In sum, the differential effects of robustness and resilience on all-cause mortality are possible. Some components of physiological aging (eg, the slowdown) may universally contribute to the decline in resilience, but not necessarily in robustness. Decline in resilience could primarily be responsible for the continuing decline in recovery and survival chances at oldest old ages, despite decreasing risks of many chronic conditions at these same ages, and so it could be a major factor determining one’s potential to achieve extreme longevity.
We therefore suggest that in addition to combining the different components of stress resistance in one composite phenotype, such as “ability to resist or recover from functional decline following health stressor,” it may also be reasonable to explore these components separately, as follows:
(1) Robustness —Ability to resist deviation from the original (baseline) state. In biomarker studies, robustness may be characterized by the magnitude of deviation of a biomarker from its baseline level after a stress, as well as by the time to a peak value. For example, a degree of the increase in blood pressure after a cold stress applied to the arm would characterize individual robustness. On the level of health outcomes, factors characterizing robustness are those influencing disease risk, but not necessary recovery and survival following the diagnosis.

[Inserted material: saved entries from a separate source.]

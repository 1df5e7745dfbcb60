//! Error types for roomlink
//!
//! Most realtime failures are not surfaced as errors at all: sends while
//! disconnected are dropped, socket failures are reported to status
//! listeners. The `Error` enum covers what remains, such as a malformed
//! endpoint or a frame that cannot be serialized.

use thiserror::Error;

/// Result type for roomlink operations
pub type Result<T> = std::result::Result<T, Error>;

/// Application-level error type for roomlink operations
#[derive(Debug, Clone, Error)]
pub enum Error {
    /// Serialization or deserialization error
    #[error("Serialization error: {0}")]
    Serialization(String),

    /// WebSocket transport layer error
    ///
    /// Covers handshake failures, protocol violations and frame errors
    /// below the room/event layer.
    #[error("WebSocket error: {0}")]
    WebSocket(String),

    /// The realtime endpoint could not be built from the configured host
    #[error("Invalid endpoint: {0}")]
    InvalidEndpoint(String),

    /// Internal error
    #[error("Internal error: {0}")]
    Internal(String),
}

(2) Resilience —Ability to quickly and completely recover after a deviation from the original state. For example, the speed of returning of the blood pressure to its baseline values after withdrawal of the cold stress, as well as the excess of the blood pressure over its original baseline value after a specified timespan, would characterize individual resilience.
In this framework, complex physiological and health indicators, such as glucose tolerance test, could potentially be decomposed into several phenotypes reflecting mostly robustness (magnitude of glucose increase after loading and time to peak) or mostly resilience (time to returning of the blood glucose to its baseline level and the excess of the glucose level over the baseline, if any).